_To do_
A single number is required: how many lines in the entries hold the word "tokens".

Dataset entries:
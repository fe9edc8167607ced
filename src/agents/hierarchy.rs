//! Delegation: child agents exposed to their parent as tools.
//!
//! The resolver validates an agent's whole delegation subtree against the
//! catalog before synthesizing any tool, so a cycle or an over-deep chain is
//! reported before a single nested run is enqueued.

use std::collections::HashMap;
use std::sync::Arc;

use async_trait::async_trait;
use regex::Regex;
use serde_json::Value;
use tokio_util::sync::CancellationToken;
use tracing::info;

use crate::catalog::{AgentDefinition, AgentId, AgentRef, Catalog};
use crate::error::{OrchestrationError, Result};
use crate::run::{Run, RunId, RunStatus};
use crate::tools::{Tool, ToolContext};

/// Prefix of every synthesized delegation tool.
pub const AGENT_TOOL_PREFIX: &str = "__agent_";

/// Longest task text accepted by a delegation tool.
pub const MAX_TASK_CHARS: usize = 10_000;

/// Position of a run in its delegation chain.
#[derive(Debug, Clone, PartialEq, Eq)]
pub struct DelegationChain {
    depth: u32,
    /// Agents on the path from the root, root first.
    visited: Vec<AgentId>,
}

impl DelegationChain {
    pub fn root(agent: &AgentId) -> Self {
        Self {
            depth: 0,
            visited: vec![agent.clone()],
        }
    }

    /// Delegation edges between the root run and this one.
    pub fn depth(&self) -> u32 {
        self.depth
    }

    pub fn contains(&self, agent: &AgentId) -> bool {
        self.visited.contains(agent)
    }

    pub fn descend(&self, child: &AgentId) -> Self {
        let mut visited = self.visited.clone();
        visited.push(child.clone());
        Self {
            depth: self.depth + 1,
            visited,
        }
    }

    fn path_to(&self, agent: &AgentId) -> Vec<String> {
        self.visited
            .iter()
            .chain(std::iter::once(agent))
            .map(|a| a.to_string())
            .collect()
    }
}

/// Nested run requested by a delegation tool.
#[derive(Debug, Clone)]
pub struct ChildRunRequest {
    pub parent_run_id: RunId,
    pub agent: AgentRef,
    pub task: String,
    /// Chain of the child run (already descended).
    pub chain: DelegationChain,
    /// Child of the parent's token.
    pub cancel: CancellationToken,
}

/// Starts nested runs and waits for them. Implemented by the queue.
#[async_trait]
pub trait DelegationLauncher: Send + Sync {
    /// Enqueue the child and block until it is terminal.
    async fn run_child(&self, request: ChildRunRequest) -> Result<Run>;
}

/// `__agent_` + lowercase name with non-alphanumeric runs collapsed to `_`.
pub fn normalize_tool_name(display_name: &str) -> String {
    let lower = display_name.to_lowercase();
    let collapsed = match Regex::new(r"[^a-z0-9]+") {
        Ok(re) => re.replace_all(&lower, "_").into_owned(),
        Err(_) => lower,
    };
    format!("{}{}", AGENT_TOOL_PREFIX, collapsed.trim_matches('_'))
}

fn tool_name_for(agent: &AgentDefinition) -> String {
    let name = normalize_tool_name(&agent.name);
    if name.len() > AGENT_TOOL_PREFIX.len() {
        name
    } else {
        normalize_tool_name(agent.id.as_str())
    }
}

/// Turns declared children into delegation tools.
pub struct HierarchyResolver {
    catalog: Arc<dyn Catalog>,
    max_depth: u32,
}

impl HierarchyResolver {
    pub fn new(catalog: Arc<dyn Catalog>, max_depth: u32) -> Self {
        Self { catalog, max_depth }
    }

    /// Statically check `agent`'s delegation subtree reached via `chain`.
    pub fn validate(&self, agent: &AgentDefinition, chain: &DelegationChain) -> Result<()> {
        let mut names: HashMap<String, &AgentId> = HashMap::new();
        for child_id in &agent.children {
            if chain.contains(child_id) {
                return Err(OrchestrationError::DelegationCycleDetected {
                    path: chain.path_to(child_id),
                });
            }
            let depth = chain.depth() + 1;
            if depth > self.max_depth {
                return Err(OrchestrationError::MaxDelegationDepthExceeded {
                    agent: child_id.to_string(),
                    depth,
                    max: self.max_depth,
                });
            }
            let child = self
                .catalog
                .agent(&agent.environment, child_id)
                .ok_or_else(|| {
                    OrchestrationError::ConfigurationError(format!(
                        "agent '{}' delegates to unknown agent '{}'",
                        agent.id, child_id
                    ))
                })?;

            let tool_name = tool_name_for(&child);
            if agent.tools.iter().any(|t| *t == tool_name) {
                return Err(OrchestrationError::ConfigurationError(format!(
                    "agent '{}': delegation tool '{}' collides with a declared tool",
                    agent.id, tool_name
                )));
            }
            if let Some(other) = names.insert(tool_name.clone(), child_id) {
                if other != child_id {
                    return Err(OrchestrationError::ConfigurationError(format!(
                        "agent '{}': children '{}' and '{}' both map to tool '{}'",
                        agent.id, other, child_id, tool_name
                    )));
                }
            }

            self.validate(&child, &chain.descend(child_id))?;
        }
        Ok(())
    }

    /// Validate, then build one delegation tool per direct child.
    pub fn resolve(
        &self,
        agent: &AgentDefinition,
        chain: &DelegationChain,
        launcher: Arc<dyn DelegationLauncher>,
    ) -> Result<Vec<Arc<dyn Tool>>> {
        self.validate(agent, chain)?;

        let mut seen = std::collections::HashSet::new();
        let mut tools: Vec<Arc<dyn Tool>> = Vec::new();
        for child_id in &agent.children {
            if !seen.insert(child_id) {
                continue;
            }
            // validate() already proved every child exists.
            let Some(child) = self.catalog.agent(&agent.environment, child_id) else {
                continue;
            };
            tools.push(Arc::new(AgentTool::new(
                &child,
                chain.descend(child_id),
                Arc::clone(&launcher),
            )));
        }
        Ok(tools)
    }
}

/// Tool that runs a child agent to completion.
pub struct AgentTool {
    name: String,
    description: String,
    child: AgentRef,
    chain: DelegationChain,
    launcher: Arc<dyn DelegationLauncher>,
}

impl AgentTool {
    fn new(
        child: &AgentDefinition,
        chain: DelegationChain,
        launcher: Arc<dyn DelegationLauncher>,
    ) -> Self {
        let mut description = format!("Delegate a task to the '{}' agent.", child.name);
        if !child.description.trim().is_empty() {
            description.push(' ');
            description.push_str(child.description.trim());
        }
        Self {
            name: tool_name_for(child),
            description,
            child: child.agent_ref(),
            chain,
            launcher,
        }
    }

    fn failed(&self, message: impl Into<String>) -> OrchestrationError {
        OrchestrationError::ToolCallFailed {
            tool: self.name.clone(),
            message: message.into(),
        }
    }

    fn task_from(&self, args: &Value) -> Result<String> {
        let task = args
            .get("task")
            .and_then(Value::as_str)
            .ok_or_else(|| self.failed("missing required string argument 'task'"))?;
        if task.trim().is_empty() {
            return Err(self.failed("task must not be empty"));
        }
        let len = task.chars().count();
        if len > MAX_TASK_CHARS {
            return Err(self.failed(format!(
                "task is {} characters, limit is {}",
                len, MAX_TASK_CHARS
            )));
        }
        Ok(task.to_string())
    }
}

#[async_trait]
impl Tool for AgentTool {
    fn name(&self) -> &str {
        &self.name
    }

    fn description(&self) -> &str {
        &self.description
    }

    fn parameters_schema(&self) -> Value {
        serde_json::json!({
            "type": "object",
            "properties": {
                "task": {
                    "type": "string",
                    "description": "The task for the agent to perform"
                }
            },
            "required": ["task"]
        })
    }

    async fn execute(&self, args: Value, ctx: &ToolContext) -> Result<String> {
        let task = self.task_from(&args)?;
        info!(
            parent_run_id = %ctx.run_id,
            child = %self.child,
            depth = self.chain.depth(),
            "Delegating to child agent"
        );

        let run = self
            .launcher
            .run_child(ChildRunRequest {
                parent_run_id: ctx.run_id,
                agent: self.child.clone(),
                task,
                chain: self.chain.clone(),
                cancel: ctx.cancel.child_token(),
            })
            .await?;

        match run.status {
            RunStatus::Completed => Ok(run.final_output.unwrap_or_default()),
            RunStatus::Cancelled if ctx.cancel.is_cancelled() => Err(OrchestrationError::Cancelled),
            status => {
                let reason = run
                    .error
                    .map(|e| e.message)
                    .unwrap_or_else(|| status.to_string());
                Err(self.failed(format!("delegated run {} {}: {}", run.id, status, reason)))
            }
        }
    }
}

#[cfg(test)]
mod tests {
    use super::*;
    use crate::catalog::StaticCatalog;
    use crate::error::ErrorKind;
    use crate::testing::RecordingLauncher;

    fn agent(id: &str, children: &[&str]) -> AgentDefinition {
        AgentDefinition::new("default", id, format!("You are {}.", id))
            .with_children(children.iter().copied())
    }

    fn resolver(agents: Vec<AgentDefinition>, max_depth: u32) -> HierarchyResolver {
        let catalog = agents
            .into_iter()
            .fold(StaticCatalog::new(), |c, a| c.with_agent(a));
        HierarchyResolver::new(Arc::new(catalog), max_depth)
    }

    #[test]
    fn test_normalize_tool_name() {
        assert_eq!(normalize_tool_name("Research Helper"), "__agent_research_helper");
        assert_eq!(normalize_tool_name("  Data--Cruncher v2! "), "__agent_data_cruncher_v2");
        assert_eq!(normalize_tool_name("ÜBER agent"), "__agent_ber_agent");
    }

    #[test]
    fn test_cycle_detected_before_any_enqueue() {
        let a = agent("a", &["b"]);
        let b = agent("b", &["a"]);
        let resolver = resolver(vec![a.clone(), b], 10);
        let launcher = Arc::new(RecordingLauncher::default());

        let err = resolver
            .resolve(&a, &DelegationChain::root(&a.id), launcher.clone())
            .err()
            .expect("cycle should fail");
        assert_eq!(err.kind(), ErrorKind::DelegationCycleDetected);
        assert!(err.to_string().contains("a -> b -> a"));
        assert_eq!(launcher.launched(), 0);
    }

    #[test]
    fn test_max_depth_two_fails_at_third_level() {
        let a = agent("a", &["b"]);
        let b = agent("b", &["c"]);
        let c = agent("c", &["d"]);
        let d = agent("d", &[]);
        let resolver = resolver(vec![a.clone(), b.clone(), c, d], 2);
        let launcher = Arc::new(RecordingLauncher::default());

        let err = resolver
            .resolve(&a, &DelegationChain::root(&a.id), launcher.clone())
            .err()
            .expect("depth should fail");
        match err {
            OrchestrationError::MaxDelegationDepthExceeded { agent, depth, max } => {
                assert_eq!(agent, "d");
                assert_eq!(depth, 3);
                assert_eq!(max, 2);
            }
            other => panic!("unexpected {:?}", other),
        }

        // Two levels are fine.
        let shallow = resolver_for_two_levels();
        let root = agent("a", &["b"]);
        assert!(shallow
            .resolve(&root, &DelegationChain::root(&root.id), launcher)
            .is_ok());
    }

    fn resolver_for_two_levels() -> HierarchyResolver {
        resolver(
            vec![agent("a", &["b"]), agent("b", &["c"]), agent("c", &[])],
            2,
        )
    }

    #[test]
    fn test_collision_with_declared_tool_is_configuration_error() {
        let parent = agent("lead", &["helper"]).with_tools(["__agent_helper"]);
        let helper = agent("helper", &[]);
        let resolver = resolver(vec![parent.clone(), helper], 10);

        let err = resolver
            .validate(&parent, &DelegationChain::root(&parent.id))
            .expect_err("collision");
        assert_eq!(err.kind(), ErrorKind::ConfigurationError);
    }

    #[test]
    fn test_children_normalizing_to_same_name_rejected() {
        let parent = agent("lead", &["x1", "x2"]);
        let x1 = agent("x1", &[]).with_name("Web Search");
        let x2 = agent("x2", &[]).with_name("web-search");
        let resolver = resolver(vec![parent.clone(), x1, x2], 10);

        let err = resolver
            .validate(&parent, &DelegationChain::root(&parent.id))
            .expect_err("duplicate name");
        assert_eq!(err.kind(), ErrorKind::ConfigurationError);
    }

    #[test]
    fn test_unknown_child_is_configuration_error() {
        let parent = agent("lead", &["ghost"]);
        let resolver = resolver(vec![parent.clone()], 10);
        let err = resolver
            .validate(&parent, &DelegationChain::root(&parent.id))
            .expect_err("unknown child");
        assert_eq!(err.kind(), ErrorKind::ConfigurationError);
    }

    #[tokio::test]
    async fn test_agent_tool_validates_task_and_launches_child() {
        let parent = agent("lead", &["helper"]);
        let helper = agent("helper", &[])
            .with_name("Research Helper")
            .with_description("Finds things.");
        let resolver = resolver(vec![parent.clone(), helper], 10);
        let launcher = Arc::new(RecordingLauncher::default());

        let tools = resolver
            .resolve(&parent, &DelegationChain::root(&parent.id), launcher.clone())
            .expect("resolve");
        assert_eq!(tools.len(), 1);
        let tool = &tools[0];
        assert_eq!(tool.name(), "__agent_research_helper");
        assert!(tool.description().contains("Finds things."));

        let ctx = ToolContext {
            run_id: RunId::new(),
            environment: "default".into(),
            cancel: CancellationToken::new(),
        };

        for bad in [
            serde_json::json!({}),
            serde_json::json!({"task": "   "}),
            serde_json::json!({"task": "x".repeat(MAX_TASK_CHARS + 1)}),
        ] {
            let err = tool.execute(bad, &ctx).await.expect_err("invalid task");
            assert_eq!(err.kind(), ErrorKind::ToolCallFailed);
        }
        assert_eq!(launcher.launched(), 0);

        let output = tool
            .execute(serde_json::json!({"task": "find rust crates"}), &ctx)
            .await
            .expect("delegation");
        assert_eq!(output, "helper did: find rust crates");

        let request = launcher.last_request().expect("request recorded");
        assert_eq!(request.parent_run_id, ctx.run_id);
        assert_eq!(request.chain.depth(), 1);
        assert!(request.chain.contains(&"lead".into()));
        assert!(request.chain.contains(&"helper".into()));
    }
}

* * *

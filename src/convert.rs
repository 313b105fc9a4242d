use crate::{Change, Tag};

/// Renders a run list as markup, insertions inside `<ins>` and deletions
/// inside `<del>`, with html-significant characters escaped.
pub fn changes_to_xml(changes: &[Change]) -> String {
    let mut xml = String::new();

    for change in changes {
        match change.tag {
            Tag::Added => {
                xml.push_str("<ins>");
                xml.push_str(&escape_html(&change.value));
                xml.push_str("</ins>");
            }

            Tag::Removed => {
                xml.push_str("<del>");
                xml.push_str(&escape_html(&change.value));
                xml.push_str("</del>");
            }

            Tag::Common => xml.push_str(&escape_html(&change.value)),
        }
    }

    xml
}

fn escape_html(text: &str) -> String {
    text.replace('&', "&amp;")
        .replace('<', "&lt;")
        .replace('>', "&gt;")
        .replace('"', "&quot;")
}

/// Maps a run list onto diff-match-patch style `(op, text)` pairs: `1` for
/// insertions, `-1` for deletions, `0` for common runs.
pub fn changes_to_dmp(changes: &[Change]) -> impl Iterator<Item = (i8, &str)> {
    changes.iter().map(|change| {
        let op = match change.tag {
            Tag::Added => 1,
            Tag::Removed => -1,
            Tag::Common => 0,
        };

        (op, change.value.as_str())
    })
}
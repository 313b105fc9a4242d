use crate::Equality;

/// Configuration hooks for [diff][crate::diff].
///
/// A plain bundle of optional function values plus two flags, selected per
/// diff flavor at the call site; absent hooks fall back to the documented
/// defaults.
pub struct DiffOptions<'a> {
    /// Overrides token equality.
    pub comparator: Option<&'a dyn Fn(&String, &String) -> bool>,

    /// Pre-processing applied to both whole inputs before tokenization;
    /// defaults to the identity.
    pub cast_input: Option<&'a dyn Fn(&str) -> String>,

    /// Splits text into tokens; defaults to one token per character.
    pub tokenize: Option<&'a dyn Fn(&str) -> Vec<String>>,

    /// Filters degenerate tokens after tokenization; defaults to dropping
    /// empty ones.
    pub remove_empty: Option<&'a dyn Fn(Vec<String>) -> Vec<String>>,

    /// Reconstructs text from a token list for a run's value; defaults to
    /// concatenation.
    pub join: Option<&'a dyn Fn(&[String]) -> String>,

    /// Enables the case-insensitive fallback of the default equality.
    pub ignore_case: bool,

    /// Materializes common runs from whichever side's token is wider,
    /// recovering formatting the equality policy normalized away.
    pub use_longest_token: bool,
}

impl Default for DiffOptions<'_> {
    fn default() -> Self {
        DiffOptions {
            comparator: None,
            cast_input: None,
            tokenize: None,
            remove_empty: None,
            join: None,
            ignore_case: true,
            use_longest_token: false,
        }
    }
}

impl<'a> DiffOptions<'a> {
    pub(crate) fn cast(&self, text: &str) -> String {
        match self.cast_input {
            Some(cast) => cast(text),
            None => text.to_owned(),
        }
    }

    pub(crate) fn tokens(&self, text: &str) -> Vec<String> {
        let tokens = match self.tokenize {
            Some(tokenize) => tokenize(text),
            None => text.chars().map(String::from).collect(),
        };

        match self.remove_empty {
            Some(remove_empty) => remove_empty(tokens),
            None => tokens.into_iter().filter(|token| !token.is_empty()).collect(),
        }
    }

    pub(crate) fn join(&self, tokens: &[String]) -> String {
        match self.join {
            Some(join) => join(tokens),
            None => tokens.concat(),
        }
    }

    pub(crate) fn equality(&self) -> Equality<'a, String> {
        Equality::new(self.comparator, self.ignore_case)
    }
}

_Solution for this task_
9